Our lawmakers show skewed sense of ethics
Maybe it’s unfair to criticize the Ohio General Assembly because it still hasn’t repealed anti-consumer House Bill 6. Maybe Statehouse deal-making has become so routinely rank that Ohio’s high-turnover legislature has lost its sense of smell.
House Bill 6, passed by the legislature in 2019 by razor-thin margins, requires Ohio electricity customers to bail out the Perry and Davis-besse nuclear power plants (once owned by Firstenergy Corp.) and two coal-burning power plants (one in Indiana).
Republican Gov. Mike Dewine signed HB 6. He’s now asking legislators to repeal it. But our Gop-run legislature doesn’t seem to hear our GOP governor (and not just on HB 6). Keep in mind, meanwhile: HB 6 would not have passed without Democratic votes.
In 1970, as part of what was called Crofters scandal, $22,500 in apparently legal campaign donations (say, $150,000 today) helped defeat most of that year’s statewide GOP ticket. Issue: The illegal loan of state money, via commercial paper, to shaky borrowers who were clients of campaign donors. Result: Ohioans elected a Democratic governor (John J. Gilligan); Democratic attorney general (William J. Brown); Democratic auditor (Joseph Ferguson); and a Democratic treasurer (Gertrude Donahey).
Four months ago, a federal grand jury indicted five people, including former Ohio House Speaker Larry Householder, a Republican from Perry County’s Glenford. Allegedly, the defendants had spent more than $60 million in so-called “dark money” to get House Bill 6 passed and to stymie a statewide petition drive to make HB 6 a ballot issue so Ohioans could vote HB 6 up or down.
The purported $60 million dark money outlay would be 400 times larger than the (inflation-adjusted) $150,000 in donations that stoked the Crofters affair.
Two of the HB 6 federal defendants have pleaded guilty. The remaining three, including ex-speaker Householder, must be presumed innocent unless convicted.
The General Assembly’s response to July’s HB 6 indictments: essentially zilch, other than the House’s removal of Householder from the speakership. His replacement: Speaker Robert
Cupp, a Lima Republican. The House’s GOP caucus is also backing Cupp for the 2021-22 speakership.
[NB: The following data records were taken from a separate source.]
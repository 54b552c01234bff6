//! Locating the policy file that governs a source tree.
//!
//! A checkout keeps one `decl-scope.toml` at its root, while `classify` and
//! `scan` usually run inside a subdirectory. Lookup order:
//!
//! 1. `--config` flag (explicit path, trusted as-is)
//! 2. nearest `decl-scope.toml` or `.decl-scope.toml` in the start directory
//!    or any of its ancestors
//! 3. `config.toml` in the global directory
//!    (`$DECL_SCOPE_CONFIG_DIR`, else `~/.decl-scope/`)
//! 4. built-in policy

use std::fmt;
use std::path::{Path, PathBuf};

/// Where the policy comes from.
#[derive(Debug, Clone, PartialEq, Eq)]
pub enum ConfigSource {
    /// Given with `--config`.
    Explicit(PathBuf),
    /// Found next to, or above, the files being classified.
    Project(PathBuf),
    /// Found in the global config directory.
    Global(PathBuf),
    /// Nothing found; the built-in policy applies.
    Default,
}

impl ConfigSource {
    /// Returns the file to load, if any.
    #[must_use]
    pub fn path(&self) -> Option<&Path> {
        match self {
            Self::Explicit(p) | Self::Project(p) | Self::Global(p) => Some(p),
            Self::Default => None,
        }
    }

    /// Returns `true` if the policy is the user-wide one.
    #[must_use]
    pub fn is_global(&self) -> bool {
        matches!(self, Self::Global(_))
    }
}

impl fmt::Display for ConfigSource {
    fn fmt(&self, f: &mut fmt::Formatter<'_>) -> fmt::Result {
        match self {
            Self::Explicit(p) => write!(f, "{} (--config)", p.display()),
            Self::Project(p) => write!(f, "{} (project)", p.display()),
            Self::Global(p) => write!(f, "{} (global)", p.display()),
            Self::Default => f.write_str("built-in defaults"),
        }
    }
}

/// Per-directory policy file names. Within one directory the first wins.
const PROJECT_CONFIG_NAMES: &[&str] = &["decl-scope.toml", ".decl-scope.toml"];

/// Policy file name inside the global directory.
const GLOBAL_CONFIG_NAME: &str = "config.toml";

/// Resolves the [`ConfigSource`] for a start directory.
#[derive(Debug, Clone, Default)]
pub struct ConfigLocator {
    global_dir: Option<PathBuf>,
}

impl ConfigLocator {
    /// Uses `$DECL_SCOPE_CONFIG_DIR`, falling back to `~/.decl-scope/`.
    #[must_use]
    pub fn from_env() -> Self {
        let global_dir = std::env::var_os("DECL_SCOPE_CONFIG_DIR")
            .map(PathBuf::from)
            .or_else(|| home::home_dir().map(|h| h.join(".decl-scope")));
        Self { global_dir }
    }

    /// Overrides the global directory; `None` disables the global fallback.
    #[must_use]
    pub fn global_dir(mut self, dir: Option<PathBuf>) -> Self {
        self.global_dir = dir;
        self
    }

    /// Resolves the policy for files under `start`.
    #[must_use]
    pub fn locate(&self, start: &Path, explicit: Option<&Path>) -> ConfigSource {
        if let Some(p) = explicit {
            return ConfigSource::Explicit(p.to_path_buf());
        }

        if let Some(found) = find_in_ancestors(start) {
            tracing::debug!("Found project config: {}", found.display());
            return ConfigSource::Project(found);
        }

        if let Some(dir) = &self.global_dir {
            let candidate = dir.join(GLOBAL_CONFIG_NAME);
            if candidate.is_file() {
                tracing::debug!("Found global config: {}", candidate.display());
                return ConfigSource::Global(candidate);
            }
        }

        ConfigSource::Default
    }
}

/// Walks from `start` up to the filesystem root and returns the nearest
/// policy file.
fn find_in_ancestors(start: &Path) -> Option<PathBuf> {
    // Relative roots such as "." have no useful ancestors until made absolute.
    let start = std::fs::canonicalize(start).unwrap_or_else(|_| start.to_path_buf());
    let dir = if start.is_file() {
        start.parent()?.to_path_buf()
    } else {
        start
    };

    dir.ancestors().find_map(|ancestor| {
        PROJECT_CONFIG_NAMES
            .iter()
            .map(|name| ancestor.join(name))
            .find(|candidate| candidate.is_file())
    })
}
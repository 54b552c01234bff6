//! Built-in policy tables.

/// Directories never checked.
pub const BANNED_DIRECTORIES: &[&str] = &[
    "/third_party/",
    "/native_client/",
    "/breakpad/",
    "/courgette/",
    "/ppapi/",
    "/testing/",
    "/v8/",
    "/sdch/",
    "/frameworks/",
    // Autogenerated headers: make puts them below gen and geni, ninja below
    // gen, and Xcode has a fixed output directory for everything.
    "/gen/",
    "/geni/",
    "/xcodebuild/",
];

/// Relaxed modules and their fully-checked subtrees, in match order.
///
/// `WebKit` is the pre-rename name of `blink`. It has no exemption and is
/// matched first, so it relaxes a path even below a `blink/browser` tree.
pub const SPECIAL_SUBSETS: &[(&str, &[&str])] = &[
    ("/third_party/WebKit/", &[]),
    ("/third_party/blink/", &["/third_party/blink/browser/"]),
];

/// Simple type names never checked.
pub const IGNORED_TYPES: &[&str] = &[
    // Low level threading code that probably shouldn't be out of lined.
    "ThreadLocalBoolean",
    // Pickle-derived struct that is all packed integers.
    "Header",
    // GPU code with multiple-inclusion header tricks.
    "Validators",
    // UNIT_TEST-only constructors.
    "AutocompleteController",
    "HistoryURLProvider",
    // Bundle of integers with one non-POD member, net unittests only.
    "MockTransaction",
    // Enum with _LAST members that aren't the last value.
    "ServerFieldType",
    "TestAnimationDelegate",
    // Public interface used by nacl.
    "PluginVersionInfo",
    // Measured performance improvement on cc_perftests.
    "QuadF",
    // Enum with _LAST members that aren't the last value.
    "ViewID",
];

/// Qualified base classes that exempt their subclasses.
///
/// `IPC::NoParams` structs are macro generated, so explicit constructors
/// can't be added to them.
pub const IGNORED_BASES: &[&str] = &["IPC::NoParams"];

/// Class-name suffix of mock helper types (gMock matchers).
pub const MOCK_SUFFIX: &str = "Matcher";

/// File-name suffixes of implementation (non-header) files.
pub const IMPLEMENTATION_EXTENSIONS: &[&str] = &[".cc", ".cpp", ".mm"];

pub(crate) fn banned_directories() -> Vec<String> {
    to_owned(BANNED_DIRECTORIES)
}

pub(crate) fn ignored_types() -> Vec<String> {
    to_owned(IGNORED_TYPES)
}

pub(crate) fn ignored_bases() -> Vec<String> {
    to_owned(IGNORED_BASES)
}

pub(crate) fn mock_suffix() -> String {
    MOCK_SUFFIX.to_string()
}

pub(crate) fn implementation_extensions() -> Vec<String> {
    to_owned(IMPLEMENTATION_EXTENSIONS)
}

fn to_owned(items: &[&str]) -> Vec<String> {
    items.iter().map(|s| (*s).to_string()).collect()
}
In the 50 years since the Crofters scandal, other Statehouse scandals and controversies have surfaced. But whatever outrage those sordid affairs provoked among voters, they seem to provoke less and less concern among Ohio General Assembly members.
There are periodic Statehouse dustups over ethics. But often as not, those cases seem essentially about paperwork. In 2005, for example, Republican then-gov. Bob Taft self-reported (in effect, turned himself in) for failing to report gifts and golf outings valued at $5,682.
Taft pleaded no contest and was fined $4,000. True, everyone from a supply clerk in a state agency on up to the state’s governor is subject to Ohio’s laws. But the Taft case demonstrates a focus of Ohio’s ethics laws on paperwork rather than on conduct, as did the “honoraria” cases of the 1990s. (As an aside, it is impossible to believe a gift could influence Bob Taft’s official actions.)
If you’re an elected official who doesn’t report drinks and a meal somebody else paid for, pack your bags for Lucasville. But carry water inside the Statehouse for fat cats who want to squeeze Ohioans? Hey, that’s just politics.
Why is the General Assembly so indifferent (almost contemptibly indifferent) to the House Bill 6 indictments? One reason is most legislators have get-along, go-along personalities — boat-rockers aren’t the kinds of candidates caucuses recruit. (Ask GOP conservatives about that.)
Are there admirable General Assembly members? There sure are. But they’re soon gone because — yes, many people don’t want to hear it — termlimits retire them.
In the end, only pressure from voters will get the General Assembly to repeal HB 6. If you don’t want what amounts to a toll both on your electric meter, speak up. Or prepare to pay up.
Correction: Overriding a veto requires the votes of at least 60 Ohio House members (three-fifths). Last week’s column said an override required at least 66 votes (two-thirds). The Constitution does require at least 66 House votes to pass a bill in fewer than three days or make a bill take effect immediately rather than after the usual 90-day wait.